Soft inquiries provide these businesses with the data they require, but they cannot be utilized to formally approve your loan application. They will have to run a hard credit check for that.

Soft Inquiries vs. Hard Inquiries

Soft Inquiries Hard Inquiries
For reasons unrelated to new credit applications For the approval of new loans or lines of credit
Do not affect your credit score Make up 10% of your credit score
Only visible to you, and not others, when checking your credit report Stay on your credit report for two years

When a company reviews your credit report to decide whether to approve your application for a credit card, loan or other credit-based services, the credit bureaus record a hard inquiry. Hard inquiries account for 10% of your credit score and new credit accounts. They will continue to appear on your credit report for two years, but they will gradually have less of an impact on your score.

Credit bureaus typically include several hard loan queries made in a brief period of time as one query. Because of this, people can compare loans without repeatedly damaging their credit score.

A company may occasionally check your credit report for purposes beyond extending credit to you. For instance, if you are not using a major credit card, rental car businesses may occasionally check your credit. Ask the business pulling your credit report if you have any concerns about whether an inquiry will be harsh or soft.

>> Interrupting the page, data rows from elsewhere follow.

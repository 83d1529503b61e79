//! Bundle expansion: each `<name>.tgz` becomes a sibling `<name>/` shard directory.

use std::fs::File;
use std::path::{Path, PathBuf};

use flate2::read::GzDecoder;
use tracing::{debug, info, warn};

use phrasemine_core::{Error, Result, ShardName};

const BUNDLE_SUFFIXES: &[&str] = &[".tar.gz", ".tgz"];
const STAGING_SUFFIX: &str = ".partial";

/// Outcome of one extraction pass over a bundle directory.
#[derive(Debug, Default, Clone)]
pub struct ArchiveReport {
    /// Bundles expanded during this pass.
    pub extracted: Vec<String>,
    /// Bundles whose shard directory already existed.
    pub skipped: Vec<String>,
    /// Bundles that could not be expanded, with the reason.
    pub failed: Vec<(String, String)>,
}

/// Expand every bundle in `dir` that has no shard directory yet.
///
/// A corrupt bundle is logged and recorded in the report; the remaining
/// bundles are still processed. Only an unreadable `dir` is an error.
pub fn extract_bundles(dir: &Path) -> Result<ArchiveReport> {
    let mut report = ArchiveReport::default();
    let mut bundles = Vec::new();
    for entry in std::fs::read_dir(dir)
        .map_err(|e| Error::Archive(format!("read {}: {}", dir.display(), e)))?
    {
        let path = entry?.path();
        if path.is_file() && bundle_stem(&path).is_some() {
            bundles.push(path);
        }
    }
    bundles.sort();

    for bundle in bundles {
        let Some(stem) = bundle_stem(&bundle) else {
            continue;
        };
        let target = dir.join(&stem);
        if target.is_dir() {
            debug!("Bundle {} already expanded", bundle.display());
            report.skipped.push(stem);
            continue;
        }

        info!("Extracting bundle {}", bundle.display());
        match extract_bundle(&bundle, &target) {
            Ok(()) => report.extracted.push(stem),
            Err(e) => {
                warn!("Skipping bundle {}: {}", bundle.display(), e);
                report.failed.push((stem, e.to_string()));
            }
        }
    }

    info!(
        "Bundles: extracted={}, already expanded={}, failed={}",
        report.extracted.len(),
        report.skipped.len(),
        report.failed.len()
    );
    Ok(report)
}

/// Unpack into a staging directory and rename it into place on success.
pub fn extract_bundle(bundle: &Path, target: &Path) -> Result<()> {
    let staging = staging_dir(target);
    if staging.exists() {
        std::fs::remove_dir_all(&staging)?;
    }
    std::fs::create_dir_all(&staging)?;

    let unpacked = File::open(bundle)
        .map_err(|e| Error::Archive(format!("open {}: {}", bundle.display(), e)))
        .and_then(|file| {
            let mut archive = tar::Archive::new(GzDecoder::new(file));
            archive
                .unpack(&staging)
                .map_err(|e| Error::Archive(format!("unpack {}: {}", bundle.display(), e)))
        });

    if let Err(e) = unpacked {
        let _ = std::fs::remove_dir_all(&staging);
        return Err(e);
    }

    if let Err(e) = std::fs::rename(&staging, target) {
        let _ = std::fs::remove_dir_all(&staging);
        return Err(Error::Archive(format!(
            "move {} into place: {}",
            bundle.display(),
            e
        )));
    }
    Ok(())
}

/// Shard directories under `dir`: sub-directories whose name has no `.`.
pub fn shard_directories(dir: &Path) -> Result<Vec<ShardName>> {
    let mut shards = Vec::new();
    if !dir.is_dir() {
        return Ok(shards);
    }
    for entry in std::fs::read_dir(dir)? {
        let path = entry?.path();
        if !path.is_dir() {
            continue;
        }
        if let Some(name) = path.file_name().and_then(|n| n.to_str()) {
            if !name.contains('.') {
                shards.push(name.to_string());
            }
        }
    }
    shards.sort();
    Ok(shards)
}

/// Shard name for a bundle path, or `None` if it is not a bundle.
fn bundle_stem(path: &Path) -> Option<String> {
    let name = path.file_name()?.to_str()?;
    BUNDLE_SUFFIXES
        .iter()
        .find_map(|suffix| name.strip_suffix(suffix))
        .filter(|stem| !stem.is_empty())
        .map(str::to_string)
}

fn staging_dir(target: &Path) -> PathBuf {
    let mut name = target
        .file_name()
        .map(|n| n.to_os_string())
        .unwrap_or_default();
    name.push(STAGING_SUFFIX);
    target.with_file_name(name)
}

#[cfg(test)]
mod tests {
    use super::*;
    use flate2::write::GzEncoder;
    use flate2::Compression;

    fn write_bundle(dir: &Path, name: &str, files: &[(&str, &str)]) {
        let file = File::create(dir.join(name)).unwrap();
        let gz = GzEncoder::new(file, Compression::default());
        let mut builder = tar::Builder::new(gz);
        for (path, body) in files {
            let mut header = tar::Header::new_gnu();
            header.set_size(body.len() as u64);
            header.set_mode(0o644);
            header.set_cksum();
            builder.append_data(&mut header, path, body.as_bytes()).unwrap();
        }
        builder.into_inner().unwrap().finish().unwrap();
    }

    #[test]
    fn test_bundle_stem() {
        assert_eq!(bundle_stem(Path::new("a/ongoing_1.tgz")).as_deref(), Some("ongoing_1"));
        assert_eq!(bundle_stem(Path::new("b.tar.gz")).as_deref(), Some("b"));
        assert_eq!(bundle_stem(Path::new("c.zip")), None);
        assert_eq!(bundle_stem(Path::new(".tgz")), None);
    }

    #[test]
    fn test_extracts_once_and_is_idempotent() {
        let dir = tempfile::tempdir().unwrap();
        write_bundle(
            dir.path(),
            "shard_a.tgz",
            &[("US1.xml", "<abstract>one</abstract>"), ("US2.xml", "<abstract>two</abstract>")],
        );

        let first = extract_bundles(dir.path()).unwrap();
        assert_eq!(first.extracted, vec!["shard_a"]);
        assert!(dir.path().join("shard_a").join("US1.xml").is_file());

        let second = extract_bundles(dir.path()).unwrap();
        assert!(second.extracted.is_empty());
        assert_eq!(second.skipped, vec!["shard_a"]);
        assert!(second.failed.is_empty());
    }

    #[test]
    fn test_corrupt_bundle_does_not_stop_others() {
        let dir = tempfile::tempdir().unwrap();
        std::fs::write(dir.path().join("broken.tgz"), b"definitely not gzip").unwrap();
        write_bundle(dir.path(), "good.tgz", &[("US1.xml", "<abstract>ok</abstract>")]);

        let report = extract_bundles(dir.path()).unwrap();
        assert_eq!(report.extracted, vec!["good"]);
        assert_eq!(report.failed.len(), 1);
        assert_eq!(report.failed[0].0, "broken");
        assert!(!dir.path().join("broken").exists());
        assert!(!dir.path().join("broken.partial").exists());
        assert_eq!(shard_directories(dir.path()).unwrap(), vec!["good"]);
    }

    #[test]
    fn test_failed_move_into_place_removes_staging() {
        let dir = tempfile::tempdir().unwrap();
        write_bundle(dir.path(), "shard_b.tgz", &[("US1.xml", "<abstract>b</abstract>")]);
        let target = dir.path().join("shard_b");
        std::fs::write(&target, "occupied").unwrap();

        let result = extract_bundle(&dir.path().join("shard_b.tgz"), &target);
        assert!(matches!(result, Err(Error::Archive(_))));
        assert!(!dir.path().join("shard_b.partial").exists());
        assert!(target.is_file());
    }

    #[test]
    fn test_shard_directories_skip_dotted_names() {
        let dir = tempfile::tempdir().unwrap();
        std::fs::create_dir(dir.path().join("ongoing_2")).unwrap();
        std::fs::create_dir(dir.path().join("ongoing_1")).unwrap();
        std::fs::create_dir(dir.path().join("stale.partial")).unwrap();
        std::fs::write(dir.path().join("loose.xml"), "").unwrap();

        assert_eq!(
            shard_directories(dir.path()).unwrap(),
            vec!["ongoing_1", "ongoing_2"]
        );
        assert!(shard_directories(&dir.path().join("missing")).unwrap().is_empty());
    }
}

It’s recommended to limit hard credit queries if you want to keep your credit score high—and especially if you intend to apply for a significant loan soon.

How Soft Inquiries Affect You

Soft inquiries don’t just have no impact on your credit score; they also go undetected by lenders when they check your record. Only when you order your own credit report can you see them.

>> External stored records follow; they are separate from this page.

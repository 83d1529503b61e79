//! PhraseMine Store: per-shard stage artifacts and shard status lookup.

pub mod fs;
pub mod memory;
pub mod status;
pub mod types;

pub use fs::FsStageStore;
pub use memory::MemoryStageStore;
pub use status::ShardStatus;
pub use types::*;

But keep in mind that since it is your version of your credit report, if you pull a copy and provide it to a company to evaluate, the soft queries will show up.

Key Takeaways

  • An inquiry that does not lower your credit score is a soft credit check.
  • The majority of the time, these credit queries are unconnected to a loan or credit application.
  • Pre-approvals for credit cards, job applications, rental applications, and each time you pull your own credit report are examples of common soft inquiries.